Excerpted records:

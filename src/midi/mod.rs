//! MIDI message model shared by the send and receive paths.
//!
//! Channel, system common and real-time messages use midly's types. SysEx
//! is the one message midly only lends out as a borrowed slice, so it is
//! copied into a fixed-size payload here; that keeps every event owned
//! and able to travel through channels and mailboxes without `alloc`.
//! SysEx payloads are kept without the `F0`/`F7` framing.

pub mod stream;

use heapless::Vec;
use midly::io::Cursor;

pub use midly::live::{LiveEvent, SystemCommon, SystemRealtime};
pub use midly::num::{u14, u4, u7};
pub use midly::MidiMessage;

use crate::config::SYSEX_BUFFER_SIZE;

/// SysEx payload (data bytes only).
pub type SysExData = Vec<u8, SYSEX_BUFFER_SIZE>;

/// Raw bytes of any message other than SysEx.
pub type RawMessage = Vec<u8, 3>;

/// A complete MIDI message.
#[derive(Clone, Debug, PartialEq, Eq)]
pub enum MidiEvent {
    /// Channel voice message.
    Midi { channel: u4, message: MidiMessage },
    /// System common message other than SysEx. Undefined ones keep only
    /// their status byte.
    Common(SystemCommon<'static>),
    /// Single-byte real-time message.
    Realtime(SystemRealtime),
    /// System exclusive message.
    SysEx(SysExData),
}

impl MidiEvent {
    pub const fn note_on(channel: u8, note: u8, velocity: u8) -> Self {
        MidiEvent::Midi {
            channel: u4::new(channel),
            message: MidiMessage::NoteOn {
                key: u7::new(note),
                vel: u7::new(velocity),
            },
        }
    }

    pub const fn note_off(channel: u8, note: u8, velocity: u8) -> Self {
        MidiEvent::Midi {
            channel: u4::new(channel),
            message: MidiMessage::NoteOff {
                key: u7::new(note),
                vel: u7::new(velocity),
            },
        }
    }

    pub const fn control_change(channel: u8, controller: u8, value: u8) -> Self {
        MidiEvent::Midi {
            channel: u4::new(channel),
            message: MidiMessage::Controller {
                controller: u7::new(controller),
                value: u7::new(value),
            },
        }
    }

    pub const fn program_change(channel: u8, program: u8) -> Self {
        MidiEvent::Midi {
            channel: u4::new(channel),
            message: MidiMessage::ProgramChange {
                program: u7::new(program),
            },
        }
    }

    /// Take ownership of a parsed event.
    ///
    /// Returns `None` for a SysEx payload longer than `SYSEX_BUFFER_SIZE`.
    pub fn from_live(event: LiveEvent<'_>) -> Option<Self> {
        let common = match event {
            LiveEvent::Midi { channel, message } => {
                return Some(MidiEvent::Midi { channel, message })
            }
            LiveEvent::Realtime(realtime) => return Some(MidiEvent::Realtime(realtime)),
            LiveEvent::Common(common) => common,
        };
        let common = match common {
            SystemCommon::SysEx(data) => {
                return match SysExData::from_slice(u7::slice_as_int(data)) {
                    Ok(payload) => Some(MidiEvent::SysEx(payload)),
                    Err(()) => {
                        warn!("SysEx longer than {} bytes, dropping it", SYSEX_BUFFER_SIZE);
                        None
                    }
                };
            }
            SystemCommon::MidiTimeCodeQuarterFrame(kind, value) => {
                SystemCommon::MidiTimeCodeQuarterFrame(kind, value)
            }
            SystemCommon::SongPosition(position) => SystemCommon::SongPosition(position),
            SystemCommon::SongSelect(song) => SystemCommon::SongSelect(song),
            SystemCommon::TuneRequest => SystemCommon::TuneRequest,
            SystemCommon::Undefined(status, _) => SystemCommon::Undefined(status, &[]),
        };
        Some(MidiEvent::Common(common))
    }

    /// Wire bytes of the message, status first. `None` for SysEx, which
    /// the send path frames itself.
    pub fn to_raw(&self) -> Option<RawMessage> {
        let live = match *self {
            MidiEvent::Midi { channel, message } => LiveEvent::Midi { channel, message },
            MidiEvent::Common(common) => LiveEvent::Common(common),
            MidiEvent::Realtime(realtime) => LiveEvent::Realtime(realtime),
            MidiEvent::SysEx(_) => return None,
        };
        let mut raw = [0u8; 3];
        let len = {
            let mut out = Cursor::new(&mut raw);
            live.write(&mut out).ok()?;
            out.cursor()
        };
        RawMessage::from_slice(&raw[..len]).ok()
    }
}

#[cfg(feature = "defmt")]
impl defmt::Format for MidiEvent {
    fn format(&self, f: defmt::Formatter) {
        match self {
            MidiEvent::SysEx(payload) => defmt::write!(f, "SysEx({} bytes)", payload.len()),
            event => match event.to_raw() {
                Some(raw) => defmt::write!(f, "{=[u8]:x}", &raw[..]),
                None => defmt::write!(f, "?"),
            },
        }
    }
}

#[cfg(test)]
mod tests {
    use super::*;

    #[test]
    fn constructors_mask_fields() {
        assert_eq!(
            MidiEvent::control_change(0x12, 0x90, 0xFF),
            MidiEvent::Midi {
                channel: u4::new(2),
                message: MidiMessage::Controller {
                    controller: u7::new(0x10),
                    value: u7::new(0x7F),
                },
            }
        );
    }

    #[test]
    fn raw_bytes_follow_message_length() {
        let raw = |event: MidiEvent| event.to_raw().unwrap().to_vec();
        assert_eq!(raw(MidiEvent::note_on(1, 60, 100)), vec![0x91, 60, 100]);
        assert_eq!(raw(MidiEvent::program_change(0, 5)), vec![0xC0, 5]);
        assert_eq!(raw(MidiEvent::Realtime(SystemRealtime::TimingClock)), vec![0xF8]);
        assert_eq!(
            raw(MidiEvent::Common(SystemCommon::SongPosition(u14::new(0x10 | 0x02 << 7)))),
            vec![0xF2, 0x10, 0x02]
        );
        assert_eq!(raw(MidiEvent::Common(SystemCommon::TuneRequest)), vec![0xF6]);
        assert_eq!(MidiEvent::SysEx(SysExData::new()).to_raw(), None);
    }

    #[test]
    fn parsed_events_become_owned() {
        let live = LiveEvent::parse(&[0x93, 0x3C, 0x40]).unwrap();
        assert_eq!(MidiEvent::from_live(live), Some(MidiEvent::note_on(3, 0x3C, 0x40)));

        let payload = [0x7Eu8, 0x7F, 0x06, 0x01];
        let live = LiveEvent::Common(SystemCommon::SysEx(u7::slice_from_int(&payload)));
        let mut expected = SysExData::new();
        expected.extend_from_slice(&payload).unwrap();
        assert_eq!(MidiEvent::from_live(live), Some(MidiEvent::SysEx(expected)));
    }

    #[test]
    fn overlong_sysex_is_not_kept() {
        let payload = [0x11u8; SYSEX_BUFFER_SIZE + 1];
        let live = LiveEvent::Common(SystemCommon::SysEx(u7::slice_from_int(&payload)));
        assert_eq!(MidiEvent::from_live(live), None);
    }
}
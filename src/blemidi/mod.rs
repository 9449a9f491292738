//! BLE-MIDI transport codec.
//!
//! - **timestamp**: 13-bit header/timestamp byte encoding.
//! - **builder**: packs outgoing messages into capacity-bounded packets,
//!   fragmenting SysEx across packets.
//! - **parser**: strips timestamps from received packets.
//! - **scheduler**: bounds how long a partially filled packet may wait.

pub mod builder;
pub mod parser;
pub mod scheduler;
pub mod timestamp;


pub use builder::{PacketBuilder, SysExCursor, SYSEX_END, SYSEX_START};
pub use parser::{decode, is_ambiguous, is_data, parse_packet, DecodedByte, PacketBytes};
pub use scheduler::FlushScheduler;
pub use timestamp::{encode_timestamp, Timestamp};
//! BLE-MIDI 13-bit timestamps.
//!
//! Layout:
//! ```text
//! Header byte:     1 0 t12 t11 t10 t9 t8 t7   (high 6 bits)
//! Timestamp byte:  1 t6 t5 t4 t3 t2 t1 t0     (low 7 bits)
//! ```
//! Both bytes carry bit 7 set. The header starts every packet; a
//! timestamp byte precedes each message inside it.

/// Timestamps wrap at 2^13 ms.
pub const TIMESTAMP_MASK: u16 = 0x1FFF;

/// A 13-bit millisecond timestamp.
#[derive(Clone, Copy, Debug, Default, PartialEq, Eq)]
#[cfg_attr(feature = "defmt", derive(defmt::Format))]
pub struct Timestamp(u16);

impl Timestamp {
    /// Mask a free-running millisecond counter down to 13 bits.
    pub const fn from_millis(now_ms: u32) -> Self {
        Self((now_ms as u16) & TIMESTAMP_MASK)
    }

    /// The raw 13-bit value.
    pub const fn value(self) -> u16 {
        self.0
    }

    /// Packet header byte (high 6 bits).
    pub const fn header(self) -> u8 {
        0x80 | ((self.0 >> 7) & 0x3F) as u8
    }

    /// Per-message timestamp byte (low 7 bits).
    pub const fn low(self) -> u8 {
        0x80 | (self.0 & 0x7F) as u8
    }
}

/// Encode a millisecond clock reading as `(header, timestamp)` bytes.
pub const fn encode_timestamp(now_ms: u32) -> (u8, u8) {
    let ts = Timestamp::from_millis(now_ms);
    (ts.header(), ts.low())
}
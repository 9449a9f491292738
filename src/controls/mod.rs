//! Physical controls and their MIDI mappings.
//!
//! Everything here is sampled: the caller reads the hardware and passes the
//! raw value together with a millisecond timestamp, so the logic runs on
//! the host as well as on the target.

pub mod button;
pub mod debounce;
pub mod encoder;

pub use button::{relative_value, CcRotaryEncoder, CcTouchButton};
pub use debounce::{ButtonState, DebounceConfig, Debouncer, TouchButton};
pub use encoder::EncoderDelta;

What is expected:
Within the material, count each line that includes the word "packets", and give the total by itself.

Solved problem:
3